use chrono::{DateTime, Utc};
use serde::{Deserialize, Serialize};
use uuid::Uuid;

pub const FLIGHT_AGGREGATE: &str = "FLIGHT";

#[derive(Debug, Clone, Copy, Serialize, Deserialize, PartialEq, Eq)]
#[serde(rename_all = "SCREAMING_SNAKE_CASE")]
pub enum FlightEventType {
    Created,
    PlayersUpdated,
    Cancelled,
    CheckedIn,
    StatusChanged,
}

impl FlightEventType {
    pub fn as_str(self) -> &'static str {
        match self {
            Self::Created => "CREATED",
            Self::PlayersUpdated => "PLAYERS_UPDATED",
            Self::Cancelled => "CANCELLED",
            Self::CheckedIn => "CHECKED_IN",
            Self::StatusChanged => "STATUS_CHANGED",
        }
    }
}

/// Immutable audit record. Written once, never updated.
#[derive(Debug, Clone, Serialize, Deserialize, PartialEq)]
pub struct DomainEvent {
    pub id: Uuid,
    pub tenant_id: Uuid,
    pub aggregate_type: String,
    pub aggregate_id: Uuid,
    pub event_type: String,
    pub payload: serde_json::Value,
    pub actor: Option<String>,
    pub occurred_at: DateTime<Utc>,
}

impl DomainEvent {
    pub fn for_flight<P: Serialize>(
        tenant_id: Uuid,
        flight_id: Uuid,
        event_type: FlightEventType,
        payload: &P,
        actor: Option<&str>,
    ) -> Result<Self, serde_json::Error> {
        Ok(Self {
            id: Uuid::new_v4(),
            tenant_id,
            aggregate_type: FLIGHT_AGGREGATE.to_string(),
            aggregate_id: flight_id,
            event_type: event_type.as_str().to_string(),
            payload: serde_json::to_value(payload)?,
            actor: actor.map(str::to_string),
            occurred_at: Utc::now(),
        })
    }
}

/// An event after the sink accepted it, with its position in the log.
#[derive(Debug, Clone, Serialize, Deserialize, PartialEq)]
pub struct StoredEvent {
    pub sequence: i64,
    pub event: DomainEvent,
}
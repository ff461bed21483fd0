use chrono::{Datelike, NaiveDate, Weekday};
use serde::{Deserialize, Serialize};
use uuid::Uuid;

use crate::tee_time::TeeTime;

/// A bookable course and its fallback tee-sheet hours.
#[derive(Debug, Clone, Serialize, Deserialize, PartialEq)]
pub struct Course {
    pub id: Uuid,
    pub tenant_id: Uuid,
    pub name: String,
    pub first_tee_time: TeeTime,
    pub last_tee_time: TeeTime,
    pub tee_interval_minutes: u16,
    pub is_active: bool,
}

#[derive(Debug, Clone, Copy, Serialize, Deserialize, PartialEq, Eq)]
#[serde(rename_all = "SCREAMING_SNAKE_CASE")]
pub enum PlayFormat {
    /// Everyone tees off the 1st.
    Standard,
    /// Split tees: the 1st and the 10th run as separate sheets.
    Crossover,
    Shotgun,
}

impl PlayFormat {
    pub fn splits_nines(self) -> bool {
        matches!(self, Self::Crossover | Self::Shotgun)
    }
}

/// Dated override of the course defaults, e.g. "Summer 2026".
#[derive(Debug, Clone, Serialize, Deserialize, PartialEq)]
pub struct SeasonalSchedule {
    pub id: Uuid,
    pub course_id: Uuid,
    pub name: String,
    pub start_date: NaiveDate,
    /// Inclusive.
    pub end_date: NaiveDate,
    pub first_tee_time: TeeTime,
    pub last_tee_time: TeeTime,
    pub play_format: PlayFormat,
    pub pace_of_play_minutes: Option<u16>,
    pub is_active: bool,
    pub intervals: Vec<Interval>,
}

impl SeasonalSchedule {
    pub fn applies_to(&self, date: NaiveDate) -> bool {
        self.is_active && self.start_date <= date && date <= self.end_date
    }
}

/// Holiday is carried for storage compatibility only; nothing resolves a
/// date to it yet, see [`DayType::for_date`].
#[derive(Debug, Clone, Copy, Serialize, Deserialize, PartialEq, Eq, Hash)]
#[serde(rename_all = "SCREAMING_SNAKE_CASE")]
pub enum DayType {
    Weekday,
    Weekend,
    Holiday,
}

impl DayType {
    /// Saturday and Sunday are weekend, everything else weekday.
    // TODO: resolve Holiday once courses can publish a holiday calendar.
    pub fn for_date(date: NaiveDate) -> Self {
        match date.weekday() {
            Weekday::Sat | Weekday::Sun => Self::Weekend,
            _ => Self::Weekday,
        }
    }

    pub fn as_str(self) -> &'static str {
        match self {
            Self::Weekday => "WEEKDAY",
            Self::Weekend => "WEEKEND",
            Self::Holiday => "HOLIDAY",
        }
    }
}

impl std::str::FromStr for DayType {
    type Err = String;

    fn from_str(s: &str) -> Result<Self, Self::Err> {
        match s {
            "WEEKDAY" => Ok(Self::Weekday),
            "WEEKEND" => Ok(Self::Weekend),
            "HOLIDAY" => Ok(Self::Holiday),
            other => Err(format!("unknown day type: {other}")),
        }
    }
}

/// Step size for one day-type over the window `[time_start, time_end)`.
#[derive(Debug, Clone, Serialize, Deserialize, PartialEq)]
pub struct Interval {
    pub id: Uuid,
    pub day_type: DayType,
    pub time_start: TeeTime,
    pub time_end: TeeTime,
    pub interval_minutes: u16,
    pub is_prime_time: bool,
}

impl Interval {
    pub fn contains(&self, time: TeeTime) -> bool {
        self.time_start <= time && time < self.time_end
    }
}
────
Task prompt: In the listing, count every line holding the word "TeeTime"; answer with the count alone.

Reply to the exercise: 8